- **Exercise description**: Which lines in the entries below contain the string "ApiDoc"? Show each of them in full.

Saved data entries:
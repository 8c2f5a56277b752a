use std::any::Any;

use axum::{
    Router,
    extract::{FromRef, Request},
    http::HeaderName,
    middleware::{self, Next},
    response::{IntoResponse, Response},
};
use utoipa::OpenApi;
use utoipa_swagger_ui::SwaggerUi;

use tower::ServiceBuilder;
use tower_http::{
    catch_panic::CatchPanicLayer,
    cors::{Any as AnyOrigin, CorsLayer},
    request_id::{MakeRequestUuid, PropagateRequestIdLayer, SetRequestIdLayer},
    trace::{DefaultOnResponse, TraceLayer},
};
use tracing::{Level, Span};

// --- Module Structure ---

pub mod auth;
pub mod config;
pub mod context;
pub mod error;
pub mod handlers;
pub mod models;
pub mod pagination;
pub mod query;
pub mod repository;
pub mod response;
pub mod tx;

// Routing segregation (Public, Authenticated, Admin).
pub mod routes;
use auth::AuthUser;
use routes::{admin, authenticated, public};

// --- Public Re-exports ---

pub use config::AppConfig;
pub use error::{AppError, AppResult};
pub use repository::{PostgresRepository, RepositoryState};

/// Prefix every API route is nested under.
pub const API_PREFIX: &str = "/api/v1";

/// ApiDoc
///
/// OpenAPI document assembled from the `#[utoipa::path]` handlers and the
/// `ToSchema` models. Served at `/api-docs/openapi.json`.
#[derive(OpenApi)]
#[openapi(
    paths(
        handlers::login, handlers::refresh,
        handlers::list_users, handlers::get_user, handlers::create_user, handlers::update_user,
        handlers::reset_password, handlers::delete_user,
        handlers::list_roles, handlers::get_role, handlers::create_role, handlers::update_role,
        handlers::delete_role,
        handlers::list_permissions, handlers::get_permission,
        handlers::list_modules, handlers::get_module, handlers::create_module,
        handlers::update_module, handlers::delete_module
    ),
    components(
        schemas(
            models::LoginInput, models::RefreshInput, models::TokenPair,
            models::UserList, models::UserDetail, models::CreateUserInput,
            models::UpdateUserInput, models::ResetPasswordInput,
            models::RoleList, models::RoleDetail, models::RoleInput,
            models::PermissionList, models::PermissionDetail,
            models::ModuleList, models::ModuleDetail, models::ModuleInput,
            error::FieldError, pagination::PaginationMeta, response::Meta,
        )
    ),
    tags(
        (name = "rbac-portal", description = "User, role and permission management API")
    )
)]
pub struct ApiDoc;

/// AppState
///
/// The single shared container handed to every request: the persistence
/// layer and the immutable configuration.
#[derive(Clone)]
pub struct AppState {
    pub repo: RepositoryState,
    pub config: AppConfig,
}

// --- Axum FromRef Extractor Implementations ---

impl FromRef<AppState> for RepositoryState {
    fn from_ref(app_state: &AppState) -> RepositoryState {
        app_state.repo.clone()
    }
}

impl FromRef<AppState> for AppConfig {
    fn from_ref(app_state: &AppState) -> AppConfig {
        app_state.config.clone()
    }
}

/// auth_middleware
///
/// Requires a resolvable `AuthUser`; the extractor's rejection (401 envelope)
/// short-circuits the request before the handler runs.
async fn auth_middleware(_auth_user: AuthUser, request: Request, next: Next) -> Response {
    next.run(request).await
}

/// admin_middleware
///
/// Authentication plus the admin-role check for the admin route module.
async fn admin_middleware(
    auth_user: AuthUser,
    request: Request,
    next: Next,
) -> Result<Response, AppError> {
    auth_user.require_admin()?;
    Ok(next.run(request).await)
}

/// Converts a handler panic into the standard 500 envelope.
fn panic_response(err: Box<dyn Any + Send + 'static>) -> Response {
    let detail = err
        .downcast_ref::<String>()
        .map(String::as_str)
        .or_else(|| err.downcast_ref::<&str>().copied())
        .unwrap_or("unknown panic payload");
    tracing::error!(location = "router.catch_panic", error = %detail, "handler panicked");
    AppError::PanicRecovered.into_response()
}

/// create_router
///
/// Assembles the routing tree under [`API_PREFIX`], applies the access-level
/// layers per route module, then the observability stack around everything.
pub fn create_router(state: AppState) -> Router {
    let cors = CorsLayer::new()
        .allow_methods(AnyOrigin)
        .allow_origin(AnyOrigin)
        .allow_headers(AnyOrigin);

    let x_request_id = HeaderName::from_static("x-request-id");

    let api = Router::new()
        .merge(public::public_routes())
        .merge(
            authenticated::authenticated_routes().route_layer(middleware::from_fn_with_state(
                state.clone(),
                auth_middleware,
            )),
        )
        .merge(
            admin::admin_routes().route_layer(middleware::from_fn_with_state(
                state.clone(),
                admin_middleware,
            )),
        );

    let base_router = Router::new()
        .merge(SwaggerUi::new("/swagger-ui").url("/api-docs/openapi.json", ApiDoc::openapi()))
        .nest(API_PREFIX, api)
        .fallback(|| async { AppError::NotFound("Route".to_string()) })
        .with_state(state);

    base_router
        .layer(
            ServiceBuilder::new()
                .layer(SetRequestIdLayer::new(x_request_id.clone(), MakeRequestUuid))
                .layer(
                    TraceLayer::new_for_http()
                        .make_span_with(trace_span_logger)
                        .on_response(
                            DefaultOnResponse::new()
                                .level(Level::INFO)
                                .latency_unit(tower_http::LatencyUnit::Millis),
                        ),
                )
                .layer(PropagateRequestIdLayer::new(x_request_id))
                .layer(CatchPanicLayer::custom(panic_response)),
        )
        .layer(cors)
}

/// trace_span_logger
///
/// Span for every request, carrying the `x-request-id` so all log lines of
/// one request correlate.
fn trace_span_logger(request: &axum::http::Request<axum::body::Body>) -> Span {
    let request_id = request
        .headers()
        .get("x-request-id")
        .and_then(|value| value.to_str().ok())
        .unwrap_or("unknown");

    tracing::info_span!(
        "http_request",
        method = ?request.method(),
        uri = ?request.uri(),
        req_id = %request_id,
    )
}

---

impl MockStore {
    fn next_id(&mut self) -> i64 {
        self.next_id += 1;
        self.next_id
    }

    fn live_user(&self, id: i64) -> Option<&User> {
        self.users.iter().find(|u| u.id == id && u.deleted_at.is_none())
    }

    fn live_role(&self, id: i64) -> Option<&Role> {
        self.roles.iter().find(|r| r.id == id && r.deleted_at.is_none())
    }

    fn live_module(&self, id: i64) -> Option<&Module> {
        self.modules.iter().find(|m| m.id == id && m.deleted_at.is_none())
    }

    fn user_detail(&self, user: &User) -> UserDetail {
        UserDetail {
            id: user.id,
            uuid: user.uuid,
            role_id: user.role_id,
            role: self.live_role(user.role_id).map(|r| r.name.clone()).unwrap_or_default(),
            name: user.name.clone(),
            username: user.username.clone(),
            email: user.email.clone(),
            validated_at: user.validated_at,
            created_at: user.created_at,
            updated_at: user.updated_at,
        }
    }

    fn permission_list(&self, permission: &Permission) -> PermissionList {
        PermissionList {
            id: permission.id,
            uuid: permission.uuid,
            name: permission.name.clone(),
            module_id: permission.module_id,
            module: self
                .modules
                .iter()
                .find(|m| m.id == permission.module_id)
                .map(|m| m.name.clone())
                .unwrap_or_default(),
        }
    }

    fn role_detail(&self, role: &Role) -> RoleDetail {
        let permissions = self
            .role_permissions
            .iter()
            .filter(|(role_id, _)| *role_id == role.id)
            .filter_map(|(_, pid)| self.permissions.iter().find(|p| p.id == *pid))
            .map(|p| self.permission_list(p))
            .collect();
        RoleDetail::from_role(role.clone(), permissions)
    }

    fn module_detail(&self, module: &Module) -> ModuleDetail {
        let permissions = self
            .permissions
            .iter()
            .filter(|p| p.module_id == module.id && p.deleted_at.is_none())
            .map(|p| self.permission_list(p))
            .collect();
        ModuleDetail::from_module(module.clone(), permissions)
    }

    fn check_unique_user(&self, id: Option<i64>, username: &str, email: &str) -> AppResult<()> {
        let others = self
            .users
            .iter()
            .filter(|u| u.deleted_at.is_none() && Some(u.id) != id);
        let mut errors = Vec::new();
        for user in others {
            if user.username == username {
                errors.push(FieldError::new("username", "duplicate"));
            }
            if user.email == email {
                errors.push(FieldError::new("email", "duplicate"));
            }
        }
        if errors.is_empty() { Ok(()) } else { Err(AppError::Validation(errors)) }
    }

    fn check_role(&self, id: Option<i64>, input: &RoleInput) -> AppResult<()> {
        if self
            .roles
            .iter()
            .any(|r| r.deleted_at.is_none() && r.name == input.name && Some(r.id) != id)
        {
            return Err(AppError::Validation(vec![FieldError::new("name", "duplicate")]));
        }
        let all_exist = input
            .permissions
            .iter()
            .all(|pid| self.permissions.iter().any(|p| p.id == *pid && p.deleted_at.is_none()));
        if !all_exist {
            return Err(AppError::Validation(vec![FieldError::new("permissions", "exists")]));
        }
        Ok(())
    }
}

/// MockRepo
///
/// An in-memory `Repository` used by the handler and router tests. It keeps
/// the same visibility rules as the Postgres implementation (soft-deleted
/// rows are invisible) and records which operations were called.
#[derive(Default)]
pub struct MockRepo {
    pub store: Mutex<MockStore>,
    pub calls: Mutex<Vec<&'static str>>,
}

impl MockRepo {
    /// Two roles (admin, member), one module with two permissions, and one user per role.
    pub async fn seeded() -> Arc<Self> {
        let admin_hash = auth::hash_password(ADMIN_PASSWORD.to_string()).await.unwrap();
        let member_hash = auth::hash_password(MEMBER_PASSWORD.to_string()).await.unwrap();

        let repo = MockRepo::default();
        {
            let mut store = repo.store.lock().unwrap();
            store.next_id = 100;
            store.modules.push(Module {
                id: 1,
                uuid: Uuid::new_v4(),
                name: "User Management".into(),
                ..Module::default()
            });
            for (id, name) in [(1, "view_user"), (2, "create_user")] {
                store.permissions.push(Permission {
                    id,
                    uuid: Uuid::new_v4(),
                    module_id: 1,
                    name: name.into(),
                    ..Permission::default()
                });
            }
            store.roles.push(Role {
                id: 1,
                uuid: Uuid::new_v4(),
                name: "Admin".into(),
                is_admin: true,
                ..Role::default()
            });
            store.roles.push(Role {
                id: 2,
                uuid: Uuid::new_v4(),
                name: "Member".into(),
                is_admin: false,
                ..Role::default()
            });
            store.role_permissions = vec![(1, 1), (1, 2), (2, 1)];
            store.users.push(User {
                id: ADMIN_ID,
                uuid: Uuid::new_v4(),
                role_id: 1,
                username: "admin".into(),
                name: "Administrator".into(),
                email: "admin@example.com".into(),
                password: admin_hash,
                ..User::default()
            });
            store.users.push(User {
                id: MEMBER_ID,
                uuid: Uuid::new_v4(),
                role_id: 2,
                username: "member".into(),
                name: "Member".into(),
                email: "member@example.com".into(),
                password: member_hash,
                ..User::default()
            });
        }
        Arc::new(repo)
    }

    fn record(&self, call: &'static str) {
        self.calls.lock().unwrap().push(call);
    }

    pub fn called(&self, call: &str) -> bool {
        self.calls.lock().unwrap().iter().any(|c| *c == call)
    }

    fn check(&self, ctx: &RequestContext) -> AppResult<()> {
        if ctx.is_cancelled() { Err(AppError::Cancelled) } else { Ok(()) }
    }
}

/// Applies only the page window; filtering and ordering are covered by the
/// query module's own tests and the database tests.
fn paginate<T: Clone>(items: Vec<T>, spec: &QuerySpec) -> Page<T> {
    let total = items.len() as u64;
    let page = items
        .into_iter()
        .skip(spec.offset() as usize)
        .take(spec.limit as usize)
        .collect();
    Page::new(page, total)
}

- **Solution to this exercise**:
/// ApiDoc
pub struct ApiDoc;
        .merge(SwaggerUi::new("/swagger-ui").url("/api-docs/openapi.json", ApiDoc::openapi()))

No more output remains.